Custom Delimiter Support

Switch between comma, semicolon, tab, or pipe delimiters to match the import requirements of your target application or regional CSV conventions.

Proper Value Escaping

Automatically wraps values containing commas, quotes, or newlines in double quotes following RFC 4180 CSV rules to prevent column misalignment.

How to Use JSON to CSV

1

Paste a JSON Array

Copy a JSON array of objects — typically from an API response or database query result — and paste it into the input area.

2

Configure Delimiter

Select comma, semicolon, tab, or pipe as your column separator based on what your target tool expects.

3

Preview the CSV Output

Review the generated CSV to confirm headers are correct, nested fields are flattened properly, and values are properly escaped.

4

Download or Copy

Copy the CSV text to your clipboard or download it as a .csv file ready for import into Excel, Google Sheets, or a database.

Use Cases

Exporting API Data to Excel

Convert a JSON array from a REST endpoint into a CSV file that non-technical stakeholders can open and analyze in their familiar spreadsheet tool.

Database Migration

Transform JSON documents from MongoDB or Elasticsearch into CSV format for bulk import into PostgreSQL, MySQL, or SQL Server via COPY or LOAD DATA commands.

Data Analysis in Pandas

Convert JSON datasets to CSV for easy loading with pandas.read_csv() when working in Jupyter notebooks or Python data pipelines.

Reporting Dashboards

Prepare JSON data as CSV for import into Tableau, Power BI, or Looker, where native CSV support simplifies data source configuration.

Pro Tips

Ensure your JSON is an array of objects with consistent keys — objects with different key sets will produce sparse CSV rows with empty cells for missing fields.

Use semicolon delimiters when generating CSV for European locales where commas serve as decimal separators in numbers.

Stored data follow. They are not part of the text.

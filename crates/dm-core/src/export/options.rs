//! Fixed configuration contract handed to the rasterization backend.

use serde::Serialize;
use std::time::Duration;

#[derive(Debug, Clone, Copy, PartialEq, Eq, Serialize)]
#[serde(rename_all = "lowercase")]
pub enum ImageEncoding {
    Jpeg,
    Png,
}

impl ImageEncoding {
    pub fn as_str(&self) -> &'static str {
        match self {
            ImageEncoding::Jpeg => "jpeg",
            ImageEncoding::Png => "png",
        }
    }
}

/// Compression of page images inside the output document.
#[derive(Debug, Clone, PartialEq, Serialize)]
pub struct ImageOptions {
    pub encoding: ImageEncoding,
    /// 0.0 – 1.0
    pub quality: f32,
}

/// Canvas rasterization flags.
#[derive(Debug, Clone, PartialEq, Serialize)]
pub struct CanvasOptions {
    /// Device pixel scale for crispness.
    pub scale: f32,
    pub use_cors: bool,
    pub allow_taint: bool,
    pub logging: bool,
    pub background_color: String,
    #[serde(with = "millis")]
    pub image_timeout: Duration,
    pub remove_container: bool,
}

#[derive(Debug, Clone, Copy, PartialEq, Eq, Serialize)]
#[serde(rename_all = "lowercase")]
pub enum PageUnit {
    In,
    Mm,
}

#[derive(Debug, Clone, Copy, PartialEq, Eq, Serialize)]
#[serde(rename_all = "lowercase")]
pub enum PageFormat {
    A4,
    Letter,
}

impl PageFormat {
    /// Portrait width and height in inches.
    pub fn size_in_inches(&self) -> (f32, f32) {
        match self {
            PageFormat::A4 => (8.27, 11.69),
            PageFormat::Letter => (8.5, 11.0),
        }
    }

    pub fn as_str(&self) -> &'static str {
        match self {
            PageFormat::A4 => "A4",
            PageFormat::Letter => "Letter",
        }
    }
}

#[derive(Debug, Clone, Copy, PartialEq, Eq, Serialize)]
#[serde(rename_all = "lowercase")]
pub enum Orientation {
    Portrait,
    Landscape,
}

impl Orientation {
    pub fn as_str(&self) -> &'static str {
        match self {
            Orientation::Portrait => "Portrait",
            Orientation::Landscape => "Landscape",
        }
    }
}

#[derive(Debug, Clone, PartialEq, Serialize)]
pub struct PageOptions {
    pub unit: PageUnit,
    pub format: PageFormat,
    pub orientation: Orientation,
}

impl PageOptions {
    /// Page width and height in inches for the configured orientation.
    pub fn size_in_inches(&self) -> (f32, f32) {
        let (w, h) = self.format.size_in_inches();
        match self.orientation {
            Orientation::Portrait => (w, h),
            Orientation::Landscape => (h, w),
        }
    }
}

/// Rasterization options for one export.
/// 单次导出的栅格化选项。
#[derive(Debug, Clone, PartialEq, Serialize)]
pub struct RasterizeOptions {
    /// Uniform page margin, in `page.unit`.
    pub margin: f32,
    pub image: ImageOptions,
    pub canvas: CanvasOptions,
    pub page: PageOptions,
}

impl RasterizeOptions {
    /// Margin converted to millimetres.
    pub fn margin_mm(&self) -> f32 {
        match self.page.unit {
            PageUnit::In => self.margin * 25.4,
            PageUnit::Mm => self.margin,
        }
    }

    /// Printable width and height in inches (page minus margins on both sides).
    pub fn content_area_in_inches(&self) -> (f32, f32) {
        let (w, h) = self.page.size_in_inches();
        let margin_in = self.margin_mm() / 25.4;
        ((w - 2.0 * margin_in).max(0.0), (h - 2.0 * margin_in).max(0.0))
    }
}

impl Default for RasterizeOptions {
    fn default() -> Self {
        Self {
            margin: 0.5,
            image: ImageOptions {
                encoding: ImageEncoding::Jpeg,
                quality: 0.98,
            },
            canvas: CanvasOptions {
                scale: 2.0,
                use_cors: true,
                allow_taint: true,
                logging: false,
                background_color: "#ffffff".to_string(),
                image_timeout: Duration::from_millis(15_000),
                remove_container: true,
            },
            page: PageOptions {
                unit: PageUnit::In,
                format: PageFormat::A4,
                orientation: Orientation::Portrait,
            },
        }
    }
}

mod millis {
    use serde::Serializer;
    use std::time::Duration;

    pub fn serialize<S: Serializer>(value: &Duration, serializer: S) -> Result<S::Ok, S::Error> {
        serializer.serialize_u64(value.as_millis() as u64)
    }
}

#[cfg(test)]
mod tests {
    use super::*;

    #[test]
    fn test_default_contract() {
        let options = RasterizeOptions::default();
        assert_eq!(options.margin, 0.5);
        assert_eq!(options.image.encoding, ImageEncoding::Jpeg);
        assert_eq!(options.image.quality, 0.98);
        assert_eq!(options.canvas.scale, 2.0);
        assert!(options.canvas.use_cors);
        assert!(options.canvas.allow_taint);
        assert_eq!(options.page.format, PageFormat::A4);
        assert_eq!(options.page.orientation, Orientation::Portrait);
    }

    #[test]
    fn test_margin_in_millimetres() {
        let options = RasterizeOptions::default();
        assert!((options.margin_mm() - 12.7).abs() < 1e-4);
    }

    #[test]
    fn test_landscape_swaps_page_size() {
        let mut options = RasterizeOptions::default();
        options.page.orientation = Orientation::Landscape;
        assert_eq!(options.page.size_in_inches(), (11.69, 8.27));
    }

    #[test]
    fn test_content_area_subtracts_margins() {
        let (w, h) = RasterizeOptions::default().content_area_in_inches();
        assert!((w - 7.27).abs() < 1e-3);
        assert!((h - 10.69).abs() < 1e-3);
    }

    #[test]
    fn test_serializes_timeout_as_millis() {
        let json = serde_json::to_value(RasterizeOptions::default()).unwrap();
        assert_eq!(json["canvas"]["image_timeout"], 15_000);
        assert_eq!(json["page"]["format"], "a4");
    }
}
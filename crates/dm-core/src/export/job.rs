use std::fmt;
use std::sync::Arc;

use super::RasterizeOptions;
use crate::ids::{JobId, SubtreeId};
use crate::ports::RenderedSubtreePort;

/// One export invocation: what to rasterize, where to save it, and how.
/// 一次导出调用：栅格化目标、保存文件名与选项。
///
/// Created when export is requested, dropped once the binary is delivered or
/// the attempt fails.
#[derive(Clone)]
pub struct ExportJob {
    pub id: JobId,
    pub subtree: Arc<dyn RenderedSubtreePort>,
    pub filename: String,
    pub options: RasterizeOptions,
}

impl ExportJob {
    pub fn new(subtree: Arc<dyn RenderedSubtreePort>, filename: impl Into<String>) -> Self {
        Self {
            id: JobId::new(),
            subtree,
            filename: filename.into(),
            options: RasterizeOptions::default(),
        }
    }

    pub fn with_options(mut self, options: RasterizeOptions) -> Self {
        self.options = options;
        self
    }

    pub fn subtree_id(&self) -> &SubtreeId {
        self.subtree.id()
    }
}

impl fmt::Debug for ExportJob {
    fn fmt(&self, f: &mut fmt::Formatter<'_>) -> fmt::Result {
        f.debug_struct("ExportJob")
            .field("id", &self.id)
            .field("subtree", self.subtree.id())
            .field("filename", &self.filename)
            .field("options", &self.options)
            .finish()
    }
}
//! Render the normalized snapshot into the sandboxed preview surface.

use std::sync::Arc;
use std::time::Duration;

use tokio::time::sleep;
use tracing::{debug, info_span, Instrument};

use dm_core::ports::PreviewSurfacePort;
use dm_core::{normalize_html, AssetOrigin, SandboxPolicy, Snapshot};

#[derive(Debug, thiserror::Error)]
pub enum PreviewError {
    #[error("No preview available")]
    EmptySnapshot,

    #[error("preview surface failed: {0}")]
    Surface(String),
}

/// What the preview surface was handed.
#[derive(Debug, Clone, PartialEq, Eq)]
pub struct RenderedPreview {
    pub html: String,
    pub sandbox: SandboxPolicy,
}

pub struct RenderPreviewUseCase {
    surface: Arc<dyn PreviewSurfacePort>,
    /// Grace period for images inside the preview to load before it is
    /// reported ready.
    settle: Duration,
}

impl RenderPreviewUseCase {
    pub const DEFAULT_SETTLE: Duration = Duration::from_millis(500);

    pub fn new(surface: Arc<dyn PreviewSurfacePort>, settle: Duration) -> Self {
        Self { surface, settle }
    }

    pub async fn execute(
        &self,
        snapshot: &Snapshot,
        origin: &AssetOrigin,
    ) -> Result<RenderedPreview, PreviewError> {
        let span = info_span!(
            "usecase.render_preview.execute",
            snapshot_len = snapshot.len(),
            origin = %origin
        );

        async {
            if snapshot.is_blank() {
                return Err(PreviewError::EmptySnapshot);
            }

            let html = normalize_html(snapshot.as_str(), origin);
            let sandbox = SandboxPolicy::preview();
            self.surface
                .render(&html, &sandbox)
                .await
                .map_err(|err| PreviewError::Surface(format!("{err:#}")))?;

            sleep(self.settle).await;
            debug!(sandbox = %sandbox, "Preview ready");
            Ok(RenderedPreview { html, sandbox })
        }
        .instrument(span)
        .await
    }
}

#[cfg(test)]
mod tests {
    use super::*;
    use async_trait::async_trait;
    use std::sync::Mutex;

    #[derive(Default)]
    struct RecordingSurface {
        rendered: Mutex<Vec<(String, String)>>,
        fail: bool,
    }

    #[async_trait]
    impl PreviewSurfacePort for RecordingSurface {
        async fn render(&self, html: &str, sandbox: &SandboxPolicy) -> anyhow::Result<()> {
            if self.fail {
                anyhow::bail!("surface closed");
            }
            self.rendered
                .lock()
                .unwrap()
                .push((html.to_string(), sandbox.to_string()));
            Ok(())
        }

        async fn print(&self) -> anyhow::Result<()> {
            Ok(())
        }
    }

    #[tokio::test(start_paused = true)]
    async fn test_renders_normalized_html_with_sandbox() {
        let surface = Arc::new(RecordingSurface::default());
        let uc = RenderPreviewUseCase::new(surface.clone(), RenderPreviewUseCase::DEFAULT_SETTLE);
        let snapshot = Snapshot::from(r#"<img src="file:///apps/Static/photos/a.png">"#);

        let preview = uc
            .execute(&snapshot, &AssetOrigin::new("https://cdn.x"))
            .await
            .unwrap();

        assert_eq!(preview.html, r#"<img src="https://cdn.x/static/photos/a.png">"#);
        let rendered = surface.rendered.lock().unwrap();
        assert_eq!(rendered.len(), 1);
        assert_eq!(rendered[0].1, "allow-same-origin allow-scripts allow-forms");
        // the caller's snapshot is untouched
        assert!(snapshot.as_str().contains("file:///"));
    }

    #[tokio::test]
    async fn test_blank_snapshot_has_no_preview() {
        let surface = Arc::new(RecordingSurface::default());
        let uc = RenderPreviewUseCase::new(surface.clone(), Duration::ZERO);

        let err = uc
            .execute(&Snapshot::from(""), &AssetOrigin::new("https://cdn.x"))
            .await
            .unwrap_err();

        assert!(matches!(err, PreviewError::EmptySnapshot));
        assert_eq!(err.to_string(), "No preview available");
        assert!(surface.rendered.lock().unwrap().is_empty());
    }

    #[tokio::test]
    async fn test_surface_failure_is_reported() {
        let surface = Arc::new(RecordingSurface {
            fail: true,
            ..Default::default()
        });
        let uc = RenderPreviewUseCase::new(surface, Duration::ZERO);

        let err = uc
            .execute(&Snapshot::from("<p>x</p>"), &AssetOrigin::new("https://cdn.x"))
            .await
            .unwrap_err();

        assert!(matches!(err, PreviewError::Surface(_)));
    }
}
//! Rasterize-and-paginate through an external HTML → PDF command.
//! 通过外部 HTML → PDF 命令进行栅格化与分页。
//!
//! The subtree's self-contained markup is written to a scratch directory,
//! wrapped in a page that carries the page size and background as CSS, and
//! handed to the configured command. Margins are applied by the command only,
//! through `{margin_mm}`. Placeholders in the command line are substituted
//! from [`RasterizeOptions`]:
//!
//! | placeholder       | value                                  |
//! |-------------------|----------------------------------------|
//! | `{input}`         | path of the generated HTML file        |
//! | `{output}`        | path the command must write the PDF to |
//! | `{page_size}`     | `A4`, `Letter`                         |
//! | `{orientation}`   | `Portrait`, `Landscape`                |
//! | `{margin_mm}`     | uniform margin in millimetres          |
//! | `{image_quality}` | 0 – 100                                |
//! | `{dpi}`           | 96 × pixel scale                       |
//! | `{background}`    | page background colour                 |

use std::path::Path;
use std::process::Stdio;

use anyhow::{anyhow, Context, Result};
use async_trait::async_trait;
use tokio::process::Command;
use tracing::{debug, warn};

use dm_core::ports::{RasterizerPort, RenderedSubtreePort};
use dm_core::RasterizeOptions;

pub const DEFAULT_COMMAND: &str = "wkhtmltopdf --quiet --enable-local-file-access \
     --page-size {page_size} --orientation {orientation} \
     --margin-top {margin_mm}mm --margin-bottom {margin_mm}mm \
     --margin-left {margin_mm}mm --margin-right {margin_mm}mm \
     --image-quality {image_quality} --dpi {dpi} {input} {output}";

const CSS_DPI: f32 = 96.0;

pub struct CommandRasterizer {
    program: String,
    args: Vec<String>,
}

impl CommandRasterizer {
    /// Build from a whitespace-separated command line with placeholders.
    pub fn from_command_line(command_line: &str) -> Result<Self> {
        let mut parts = command_line.split_whitespace().map(str::to_string);
        let program = parts
            .next()
            .ok_or_else(|| anyhow!("rasterizer command is empty"))?;
        Ok(Self {
            program,
            args: parts.collect(),
        })
    }

    pub fn program(&self) -> &str {
        &self.program
    }

    fn render_args(&self, input: &Path, output: &Path, options: &RasterizeOptions) -> Vec<String> {
        let margin_mm = format!("{:.1}", options.margin_mm());
        let image_quality = format!("{}", (options.image.quality * 100.0).round() as u32);
        let dpi = format!("{}", (CSS_DPI * options.canvas.scale).round() as u32);
        let input = input.display().to_string();
        let output = output.display().to_string();

        self.args
            .iter()
            .map(|arg| {
                arg.replace("{input}", &input)
                    .replace("{output}", &output)
                    .replace("{page_size}", options.page.format.as_str())
                    .replace("{orientation}", options.page.orientation.as_str())
                    .replace("{margin_mm}", &margin_mm)
                    .replace("{image_quality}", &image_quality)
                    .replace("{dpi}", &dpi)
                    .replace("{background}", &options.canvas.background_color)
            })
            .collect()
    }
}

#[async_trait]
impl RasterizerPort for CommandRasterizer {
    async fn rasterize(
        &self,
        subtree: &dyn RenderedSubtreePort,
        options: &RasterizeOptions,
    ) -> Result<Vec<u8>> {
        let markup = subtree
            .outer_html()
            .with_context(|| format!("serialize subtree {}", subtree.id()))?;

        let scratch = tempfile::Builder::new()
            .prefix("docmat-raster-")
            .tempdir()
            .context("create rasterizer scratch directory")?;
        let input = scratch.path().join("document.html");
        let output = scratch.path().join("document.pdf");

        tokio::fs::write(&input, print_document(&markup, options))
            .await
            .with_context(|| format!("write {}", input.display()))?;

        let args = self.render_args(&input, &output, options);
        debug!(program = %self.program, ?args, "Running rasterizer");

        let result = Command::new(&self.program)
            .args(&args)
            .stdin(Stdio::null())
            .stdout(Stdio::piped())
            .stderr(Stdio::piped())
            .kill_on_drop(true)
            .output()
            .await
            .with_context(|| format!("spawn rasterizer `{}`", self.program))?;

        if !result.status.success() {
            let stderr = String::from_utf8_lossy(&result.stderr);
            warn!(status = %result.status, stderr = %stderr.trim(), "Rasterizer failed");
            return Err(anyhow!(
                "rasterizer `{}` exited with {}: {}",
                self.program,
                result.status,
                stderr.trim()
            ));
        }

        tokio::fs::read(&output)
            .await
            .with_context(|| format!("rasterizer produced no output at {}", output.display()))
    }
}

/// Stand-alone page around the subtree markup. The page box only sets the
/// size; the margin comes from `{margin_mm}` on the command line.
fn print_document(markup: &str, options: &RasterizeOptions) -> String {
    let (width, height) = options.page.size_in_inches();
    format!(
        "<!DOCTYPE html>\n<html><head><meta charset=\"utf-8\">\
         <style>@page {{ size: {width}in {height}in; }} \
         html, body {{ margin: 0; background: {background}; }}</style>\
         </head><body>{markup}</body></html>\n",
        background = options.canvas.background_color,
    )
}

For deeply nested JSON, consider flattening or restructuring the data before conversion to produce cleaner, more usable CSV columns.

Test the CSV import in your target application with a small sample before converting large datasets to catch delimiter or encoding issues early.

Common Pitfalls

Converting a single JSON object instead of an array of objects

Fix: The converter expects an array like [{...}, {...}]. Wrap a single object in square brackets [{ your: "data" }] before converting.

Ignoring null and undefined values in the output

Fix: Null values become empty cells in CSV, which some tools interpret as empty strings rather than null. Verify how your target application handles empty cells.

Not checking for commas inside JSON string values

Fix: The converter handles this automatically via RFC 4180 quoting, but always verify the output opens correctly in your spreadsheet application before distributing.

Frequently Asked Questions

QWhat JSON structure works best for CSV conversion?

An array of flat objects with consistent keys works best. Nested objects will be flattened or serialized as strings.

QDoes it handle nested JSON?

Nested properties are flattened using dot notation (e.g., address.city) so the data remains usable in spreadsheets.

QCan I open the CSV output in Excel?

Yes. Copy the output and save as a .csv file, or paste directly into Google Sheets. Standard CSV format is used.